Goal of the exercise.
Please retype the whole listing so that it matches the original exactly.

Raw data.
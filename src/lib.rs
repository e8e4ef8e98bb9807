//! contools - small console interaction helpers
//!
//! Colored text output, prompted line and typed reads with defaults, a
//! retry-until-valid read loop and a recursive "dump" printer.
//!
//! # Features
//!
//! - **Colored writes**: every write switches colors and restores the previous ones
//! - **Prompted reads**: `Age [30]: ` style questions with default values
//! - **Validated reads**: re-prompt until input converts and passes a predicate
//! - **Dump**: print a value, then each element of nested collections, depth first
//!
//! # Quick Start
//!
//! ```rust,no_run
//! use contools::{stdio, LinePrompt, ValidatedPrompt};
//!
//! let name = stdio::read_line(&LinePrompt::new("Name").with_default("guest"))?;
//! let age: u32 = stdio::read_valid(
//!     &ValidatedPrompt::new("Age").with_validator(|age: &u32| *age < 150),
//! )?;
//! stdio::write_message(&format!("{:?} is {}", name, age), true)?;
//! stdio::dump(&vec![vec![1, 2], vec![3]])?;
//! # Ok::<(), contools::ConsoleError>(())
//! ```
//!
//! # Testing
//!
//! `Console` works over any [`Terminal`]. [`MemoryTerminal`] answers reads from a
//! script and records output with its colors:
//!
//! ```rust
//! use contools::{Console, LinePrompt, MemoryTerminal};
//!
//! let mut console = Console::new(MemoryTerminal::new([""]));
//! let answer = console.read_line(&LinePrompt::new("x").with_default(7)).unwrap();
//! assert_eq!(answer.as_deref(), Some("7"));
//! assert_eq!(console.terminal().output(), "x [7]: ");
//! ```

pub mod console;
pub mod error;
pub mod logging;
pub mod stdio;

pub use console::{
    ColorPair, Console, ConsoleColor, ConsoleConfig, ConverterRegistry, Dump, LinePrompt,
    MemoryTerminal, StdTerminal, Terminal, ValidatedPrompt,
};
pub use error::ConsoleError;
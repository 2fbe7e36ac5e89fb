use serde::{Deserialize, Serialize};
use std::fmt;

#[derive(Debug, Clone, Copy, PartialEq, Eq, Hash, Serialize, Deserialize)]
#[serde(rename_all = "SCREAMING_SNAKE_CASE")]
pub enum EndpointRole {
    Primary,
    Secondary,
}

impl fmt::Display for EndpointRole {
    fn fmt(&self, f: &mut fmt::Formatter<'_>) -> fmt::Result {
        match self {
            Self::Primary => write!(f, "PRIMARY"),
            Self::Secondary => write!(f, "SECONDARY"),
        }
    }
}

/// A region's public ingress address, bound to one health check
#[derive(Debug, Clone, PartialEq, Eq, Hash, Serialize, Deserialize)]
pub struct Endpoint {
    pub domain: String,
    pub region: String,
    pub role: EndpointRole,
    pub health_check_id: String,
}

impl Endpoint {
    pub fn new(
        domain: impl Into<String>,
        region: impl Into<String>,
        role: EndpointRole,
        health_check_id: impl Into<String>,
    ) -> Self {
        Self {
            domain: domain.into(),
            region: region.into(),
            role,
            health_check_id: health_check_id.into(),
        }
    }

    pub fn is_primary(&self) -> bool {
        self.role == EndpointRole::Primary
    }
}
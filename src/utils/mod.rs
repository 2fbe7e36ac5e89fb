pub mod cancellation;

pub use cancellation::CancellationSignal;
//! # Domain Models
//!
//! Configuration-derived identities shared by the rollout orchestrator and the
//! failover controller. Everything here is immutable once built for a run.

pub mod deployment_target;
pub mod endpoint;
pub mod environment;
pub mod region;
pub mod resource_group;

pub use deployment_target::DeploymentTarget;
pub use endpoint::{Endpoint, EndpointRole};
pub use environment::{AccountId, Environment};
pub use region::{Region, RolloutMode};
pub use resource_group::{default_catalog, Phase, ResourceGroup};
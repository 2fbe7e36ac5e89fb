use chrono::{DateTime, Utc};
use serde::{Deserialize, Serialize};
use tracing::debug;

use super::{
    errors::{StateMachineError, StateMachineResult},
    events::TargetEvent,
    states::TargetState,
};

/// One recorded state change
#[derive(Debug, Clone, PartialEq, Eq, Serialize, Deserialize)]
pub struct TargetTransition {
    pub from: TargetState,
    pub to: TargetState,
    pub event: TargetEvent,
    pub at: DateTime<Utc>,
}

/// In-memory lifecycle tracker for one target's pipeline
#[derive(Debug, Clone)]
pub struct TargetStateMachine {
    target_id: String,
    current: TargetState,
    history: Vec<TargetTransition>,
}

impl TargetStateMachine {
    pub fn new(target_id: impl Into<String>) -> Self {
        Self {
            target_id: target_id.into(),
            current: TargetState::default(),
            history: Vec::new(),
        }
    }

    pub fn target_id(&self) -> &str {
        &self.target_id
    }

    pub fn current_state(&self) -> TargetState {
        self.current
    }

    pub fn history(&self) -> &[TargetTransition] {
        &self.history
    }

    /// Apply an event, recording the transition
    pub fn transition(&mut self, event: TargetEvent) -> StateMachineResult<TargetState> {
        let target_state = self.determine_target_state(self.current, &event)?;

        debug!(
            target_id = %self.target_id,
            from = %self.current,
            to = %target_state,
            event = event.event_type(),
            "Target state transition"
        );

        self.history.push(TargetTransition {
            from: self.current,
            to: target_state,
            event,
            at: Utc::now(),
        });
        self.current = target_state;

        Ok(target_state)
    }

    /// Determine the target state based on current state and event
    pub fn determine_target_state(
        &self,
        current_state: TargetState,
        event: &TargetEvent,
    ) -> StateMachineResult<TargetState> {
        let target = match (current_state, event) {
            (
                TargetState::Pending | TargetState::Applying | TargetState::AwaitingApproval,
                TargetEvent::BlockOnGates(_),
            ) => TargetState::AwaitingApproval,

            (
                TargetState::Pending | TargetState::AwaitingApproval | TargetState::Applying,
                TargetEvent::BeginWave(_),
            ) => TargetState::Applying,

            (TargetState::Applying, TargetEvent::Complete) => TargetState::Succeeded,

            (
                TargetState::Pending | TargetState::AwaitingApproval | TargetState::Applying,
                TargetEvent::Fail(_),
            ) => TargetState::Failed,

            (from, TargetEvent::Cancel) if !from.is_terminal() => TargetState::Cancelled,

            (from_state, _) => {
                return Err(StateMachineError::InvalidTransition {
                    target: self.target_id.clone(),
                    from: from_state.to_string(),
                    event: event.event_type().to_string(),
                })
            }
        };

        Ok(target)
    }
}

Result.
filename src/lib.rs
repository e8e4ef8e98bb9807
//! contools - small console interaction helpers
//!
//! Colored text output, prompted line and typed reads with defaults, a
//! retry-until-valid read loop and a recursive "dump" printer.
//!
//! # Features
//!
//! - **Colored writes**: every write switches colors and restores the previous ones
//! - **Prompted reads**: `Age [30]: ` style questions with default values
//! - **Validated reads**: re-prompt until input converts and passes a predicate
//! - **Dump**: print a value, then each element of nested collections, depth first
//!
//! # Quick Start
//!
//! ```rust,no_run
//! use contools::{stdio, LinePrompt, ValidatedPrompt};
//!
//! let name = stdio::read_line(&LinePrompt::new("Name").with_default("guest"))?;
//! let age: u32 = stdio::read_valid(
//!     &ValidatedPrompt::new("Age").with_validator(|age: &u32| *age < 150),
//! )?;
//! stdio::write_message(&format!("{:?} is {}", name, age), true)?;
//! stdio::dump(&vec![vec![1, 2], vec![3]])?;
//! # Ok::<(), contools::ConsoleError>(())
//! ```
//!
//! # Testing
//!
//! `Console` works over any [`Terminal`]. [`MemoryTerminal`] answers reads from a
//! script and records output with its colors:
//!
//! ```rust
//! use contools::{Console, LinePrompt, MemoryTerminal};
//!
//! let mut console = Console::new(MemoryTerminal::new([""]));
//! let answer = console.read_line(&LinePrompt::new("x").with_default(7)).unwrap();
//! assert_eq!(answer.as_deref(), Some("7"));
//! assert_eq!(console.terminal().output(), "x [7]: ");
//! ```

pub mod console;
pub mod error;
pub mod logging;
pub mod stdio;

pub use console::{
    ColorPair, Console, ConsoleColor, ConsoleConfig, ConverterRegistry, Dump, LinePrompt,
    MemoryTerminal, StdTerminal, Terminal, ValidatedPrompt,
};
pub use error::ConsoleError;
repository 2fbe7e36ac5e89fb
use serde::{Deserialize, Serialize};
use std::fmt;

#[derive(Debug, Clone, Copy, PartialEq, Eq, Hash, Serialize, Deserialize)]
#[serde(rename_all = "SCREAMING_SNAKE_CASE")]
pub enum EndpointRole {
    Primary,
    Secondary,
}

impl fmt::Display for EndpointRole {
    fn fmt(&self, f: &mut fmt::Formatter<'_>) -> fmt::Result {
        match self {
            Self::Primary => write!(f, "PRIMARY"),
            Self::Secondary => write!(f, "SECONDARY"),
        }
    }
}

/// A region's public ingress address, bound to one health check
#[derive(Debug, Clone, PartialEq, Eq, Hash, Serialize, Deserialize)]
pub struct Endpoint {
    pub domain: String,
    pub region: String,
    pub role: EndpointRole,
    pub health_check_id: String,
}

impl Endpoint {
    pub fn new(
        domain: impl Into<String>,
        region: impl Into<String>,
        role: EndpointRole,
        health_check_id: impl Into<String>,
    ) -> Self {
        Self {
            domain: domain.into(),
            region: region.into(),
            role,
            health_check_id: health_check_id.into(),
        }
    }

    pub fn is_primary(&self) -> bool {
        self.role == EndpointRole::Primary
    }
}
filename src/utils/mod.rs
repository 2fbe7e36ac5e89fb
pub mod cancellation;

pub use cancellation::CancellationSignal;
//! # Domain Models
//!
//! Configuration-derived identities shared by the rollout orchestrator and the
//! failover controller. Everything here is immutable once built for a run.

pub mod deployment_target;
pub mod endpoint;
pub mod environment;
pub mod region;
pub mod resource_group;

pub use deployment_target::DeploymentTarget;
pub use endpoint::{Endpoint, EndpointRole};
pub use environment::{AccountId, Environment};
pub use region::{Region, RolloutMode};
pub use resource_group::{default_catalog, Phase, ResourceGroup};
repository 2fbe7e36ac5e89fb
use chrono::{DateTime, Utc};
use serde::{Deserialize, Serialize};
use tracing::debug;

use super::{
    errors::{StateMachineError, StateMachineResult},
    events::TargetEvent,
    states::TargetState,
};

/// One recorded state change
#[derive(Debug, Clone, PartialEq, Eq, Serialize, Deserialize)]
pub struct TargetTransition {
    pub from: TargetState,
    pub to: TargetState,
    pub event: TargetEvent,
    pub at: DateTime<Utc>,
}

/// In-memory lifecycle tracker for one target's pipeline
#[derive(Debug, Clone)]
pub struct TargetStateMachine {
    target_id: String,
    current: TargetState,
    history: Vec<TargetTransition>,
}

impl TargetStateMachine {
    pub fn new(target_id: impl Into<String>) -> Self {
        Self {
            target_id: target_id.into(),
            current: TargetState::default(),
            history: Vec::new(),
        }
    }

    pub fn target_id(&self) -> &str {
        &self.target_id
    }

    pub fn current_state(&self) -> TargetState {
        self.current
    }

    pub fn history(&self) -> &[TargetTransition] {
        &self.history
    }

    /// Apply an event, recording the transition
    pub fn transition(&mut self, event: TargetEvent) -> StateMachineResult<TargetState> {
        let target_state = self.determine_target_state(self.current, &event)?;

        debug!(
            target_id = %self.target_id,
            from = %self.current,
            to = %target_state,
            event = event.event_type(),
            "Target state transition"
        );

        self.history.push(TargetTransition {
            from: self.current,
            to: target_state,
            event,
            at: Utc::now(),
        });
        self.current = target_state;

        Ok(target_state)
    }

    /// Determine the target state based on current state and event
    pub fn determine_target_state(
        &self,
        current_state: TargetState,
        event: &TargetEvent,
    ) -> StateMachineResult<TargetState> {
        let target = match (current_state, event) {
            (
                TargetState::Pending | TargetState::Applying | TargetState::AwaitingApproval,
                TargetEvent::BlockOnGates(_),
            ) => TargetState::AwaitingApproval,

            (
                TargetState::Pending | TargetState::AwaitingApproval | TargetState::Applying,
                TargetEvent::BeginWave(_),
            ) => TargetState::Applying,

            (TargetState::Applying, TargetEvent::Complete) => TargetState::Succeeded,

            (
                TargetState::Pending | TargetState::AwaitingApproval | TargetState::Applying,
                TargetEvent::Fail(_),
            ) => TargetState::Failed,

            (from, TargetEvent::Cancel) if !from.is_terminal() => TargetState::Cancelled,

            (from_state, _) => {
                return Err(StateMachineError::InvalidTransition {
                    target: self.target_id.clone(),
                    from: from_state.to_string(),
                    event: event.event_type().to_string(),
                })
            }
        };

        Ok(target)
    }
}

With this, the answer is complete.